Wednesday, February 16, 2011

my wonderful hubby!

i have a wonderful friend who has very recently gone through a divorce. her husband=not so great. i have another friend who went through a divorce a couple years ago. her husband=really not so great.
it's made me appreciate my husband even more. sure, we've had rough times, what marriage doesn't? but we have always been able to come through them stronger and more in love then ever. my husband is a very patient man who lets my fits of anger and craziness just roll right over him. he knows how to calm me down, how to soothe my insecurities, how to stand out of my way and let me work though whatever.
he loves me, he loves our 4 children, he always has our best interests at the heart of his every decision. i am truly grateful that God sent me such a wonderful man.

Thursday, January 27, 2011

baby weight update

so good news! remember i said i managed to maintain during the holidays, and then i lost 2 lbs... well, the zumba i did at my mom's knocked me down another 2 lbs!!! yeah!!! i love getting results.

Saturday, January 22, 2011

ZUMBA, baby!

ok, so i have a new love. i think you can tell from the title that my new love is...
ZUMBA!
my mom, who turned 71 last november (sorry for posting that, mom!), recently started taking a zumba class and she also bought some dvds. i'm visiting her for a few days so i decided to bust out her dvds and give them a go. well, i must admit that i dance like a white girl, probably because i am one. i have no idea what i'm doing, but what i lack in rhythm i make up for in enthusiasm (i think). if nothing else i had a blast and burned some calories. i think i might have to scour the internet for a set of discounted zumba dvds.

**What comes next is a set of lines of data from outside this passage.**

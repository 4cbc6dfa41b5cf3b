//! Fire-and-forget progress notifications.

use futures::channel::mpsc::{self, UnboundedReceiver, UnboundedSender};
use orgguard_types::PolicyKind;

#[derive(Clone, Debug, PartialEq, Eq)]
pub enum AuditProgress {
    PolicyStarted {
        policy: PolicyKind,
    },
    EntitiesResolved {
        policy: PolicyKind,
        resolved: usize,
        total: usize,
    },
    PolicyFinished {
        policy: PolicyKind,
        is_compliant: bool,
    },
}

/// Optional observer of an audit run.
///
/// Sending never blocks and a dropped receiver is ignored, so observers cannot influence the run.
#[derive(Clone, Debug, Default)]
pub struct ProgressSink {
    tx: Option<UnboundedSender<AuditProgress>>,
}

impl ProgressSink {
    /// Sink that discards every event.
    pub fn none() -> Self {
        Self::default()
    }

    pub fn channel() -> (Self, UnboundedReceiver<AuditProgress>) {
        let (tx, rx) = mpsc::unbounded();
        (Self { tx: Some(tx) }, rx)
    }

    pub fn notify(&self, event: AuditProgress) {
        if let Some(tx) = &self.tx {
            let _ = tx.unbounded_send(event);
        }
    }

    /// Reporter handed to the resolver of one policy.
    pub fn for_policy(&self, policy: PolicyKind) -> ResolveProgress<'_> {
        ResolveProgress { sink: self, policy }
    }
}

/// Progress reporter scoped to one policy's entity resolution.
#[derive(Clone, Copy, Debug)]
pub struct ResolveProgress<'a> {
    sink: &'a ProgressSink,
    policy: PolicyKind,
}

impl ResolveProgress<'_> {
    pub fn policy(&self) -> PolicyKind {
        self.policy
    }

    pub fn entities_resolved(&self, resolved: usize, total: usize) {
        self.sink.notify(AuditProgress::EntitiesResolved {
            policy: self.policy,
            resolved,
            total,
        });
    }
}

Wednesday, January 19, 2011

dreaded complaints

i as much as i hate to write a "complaint" post, i feel as though a teeny bit of venting is in order. this week was my 30th birthday. not the best day. my husband had to work (i get it, that's not the biggest deal), i didn't feel good, and i had sick kids. to top it off, people i expected to remember, didn't. i understand that in the big scheme of things a rotten birthday is not the end of the world. but for me, on that particular day and under those particular circumstances, it felt like it. i mean, turning 30 is kind of a big deal.
now that the whining is out of the way...
i have to admit i am not as upset about the number 30 as i thought i would be. i'm looking at things with a much more positive attitude than i thought i would. i think of it like this, i was finished having kids before 30. i'm big into fitness. after my 2nd was born i got into the best shape of my life, i'm talking 6 pk and everything. it was fabulous. then kids 3 and 4 came pretty close together so i never made it quite back to where i was 3 years ago. now, i have the rest of my life to get in shape and stay that way! i've also lately been thinking about how awesome being a grown up is. according to my 5 year old, i get to do whatever i want. and to a certain extent, he's right! if i feel like staying up until midnight, i can. (not that i ever do, because i love sleep). if i feel like eating scones for dinner, we do. (i know, eating scones for dinner may be part of the reason i haven't returned to my former in shape self. but in my defense, my youngest is only 4 months old, so don't be toooooo tough on me :)
another awesome thing about being a grown up, i never have to be a teenager again! high school was not a fun time for me. i went through an awkward phase from about 9-22. i'm sooooo much happier with where my life is now. (remember, i am married to a FIREMAN!!!) so all in all, 30 is looking to be a pretty good year for me, even if it was ushered in with a less then satisfactory birthday.

Monday, January 17, 2011

my new hobby!

so, i got a silhouette digital cutter for christmas. it didn't work. huge mess, very frustrating, me crying, lots of emails to their support team. long story short, they sent me a new one and it works! yeah! (by the way, silhouette has the best customer service of any company i have ever dealt with) so, here are some examples of what i've been making.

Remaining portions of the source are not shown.